Question

PLEASE help.

https://gyazo.com/46c42540f516eb2ffaa897f7c05d1b3c

I wrote the parametric form of the symmetric form:
x=1+2t
y=-1-t
z=-2+t
Direction vector: (2,-1,1)
So Normal: (1,1,2)
x+y+2z+D=0
Then I'm confused.
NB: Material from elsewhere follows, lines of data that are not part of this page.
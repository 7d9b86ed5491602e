//! Command implementations
//!
//! Each command builds the production collaborators (`NativeRunner`,
//! `OpenStackCli`, `KubernetesSource`) from the effective configuration and
//! hands them to a [`ClusterLifecycle`].

use std::time::Duration;

use camino::Utf8PathBuf;
use tracing::info;

use ovnci_config::Config;
use ovnci_engine::{ClusterLifecycle, KubernetesSource, OpenStackCli, PollPolicy, TestEnvironment};
use ovnci_runner::NativeRunner;
use ovnci_utils::error::{OvnCiError, Result};

use crate::doctor;

type NativeLifecycle =
    ClusterLifecycle<OpenStackCli<NativeRunner>, NativeRunner, KubernetesSource<NativeRunner>>;

/// Build a lifecycle wired to the real cloud, ansible and git.
pub fn native_lifecycle(config: &Config) -> NativeLifecycle {
    let runner = NativeRunner::new();
    let timeouts = &config.timeouts;

    let cloud = OpenStackCli::new(
        runner,
        Duration::from_secs(timeouts.command_secs),
        PollPolicy::new(
            Duration::from_secs(timeouts.password_poll_interval_secs),
            Duration::from_secs(timeouts.password_timeout_secs),
        ),
    )
    .with_binaries(
        config.openstack.openstack_bin.as_str(),
        config.openstack.nova_bin.as_str(),
    )
    .with_external_net(config.openstack.external_net.clone());

    let k8s = &config.kubernetes;
    let artifacts = KubernetesSource::new(
        runner,
        k8s.repo.as_str(),
        k8s.branch.as_str(),
        k8s.checkout_path.clone(),
        &k8s.linux_bin_dir,
        &k8s.windows_bin_dir,
        Duration::from_secs(timeouts.build_secs),
    );

    ClusterLifecycle::new(config.clone(), cloud, runner, artifacts)
}

/// Location of the export script written after a successful `up`.
#[must_use]
pub fn test_env_script_path(config: &Config) -> Utf8PathBuf {
    config.cluster.log_path.join("test-env.sh")
}

/// Write the export script and print its lines on stdout.
pub fn publish_environment(config: &Config, env: &TestEnvironment) -> Result<Utf8PathBuf> {
    let path = test_env_script_path(config);
    env.write_export_script(&path)?;
    print!("{}", env.export_script());
    Ok(path)
}

pub fn execute_up_command(config: &Config) -> Result<()> {
    let mut lifecycle = native_lifecycle(config);
    let env = lifecycle.up()?;
    let path = publish_environment(config, &env)?;
    info!(path = %path, master_url = %env.master_url, "Cluster ready");
    Ok(())
}

pub fn execute_build_command(config: &Config) -> Result<()> {
    native_lifecycle(config).build()
}

pub fn execute_down_command(config: &Config) -> Result<()> {
    native_lifecycle(config).down()?;
    info!(
        instances = config.all_instance_names().len(),
        "Cluster instances deleted"
    );
    Ok(())
}

/// Returns whether every check passed.
pub fn execute_doctor_command(config: &Config, json: bool) -> Result<bool> {
    let output = doctor::run_checks(config);

    if json {
        let rendered = serde_json::to_string_pretty(&output)
            .map_err(|e| OvnCiError::filesystem("<stdout>", e))?;
        println!("{rendered}");
    } else {
        print!("{}", doctor::render_report(&output));
        if !output.ok {
            println!("\nSome checks failed. Please address the issues above before running ovnci up.");
        }
    }

    Ok(output.ok)
}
Any help or hints wil be much appreciated!!!

Answer 1

@Shadow

Answer 2

@Hero

Answer 3

@Angle would you mind checking this out when you get a chance?

Answer 4

Given
\(\frac{x-1}{2}=\frac{y+1}{-1}=\frac{z+2}{1}\)
\(x-6y-2z-47=0\)

Answer 5

Step 1: Change the cartesian eqns into parametric eqns

Answer 6

u will get
\(x=1+2t\)
\(y=1-t\)
\(z=-2+t\)

Answer 7

Step 2 : Sub those parametric eqns into this eqn (\(x-6y-2z-47=0\)) to find the value of t

Answer 8

u will get
\((1+2t)-6(1-t)-2(-2+t)-47=0\)
\(1+2t-6+6t+4-2t-47=0\)

Answer 9

\(6t-48=0\)
\(6t=48\)
\(t=8\)

Answer 10

Step 3: Sub the value of t into the parametric eqns to find the value of \((x,y,z)\)

Answer 11

\(x=1+2(8)=17\)
\(y=1-8=-7\)
\(z=-2+8=6\)

Answer 12

Hope this helps...
u can try to double check my answer with other qc members.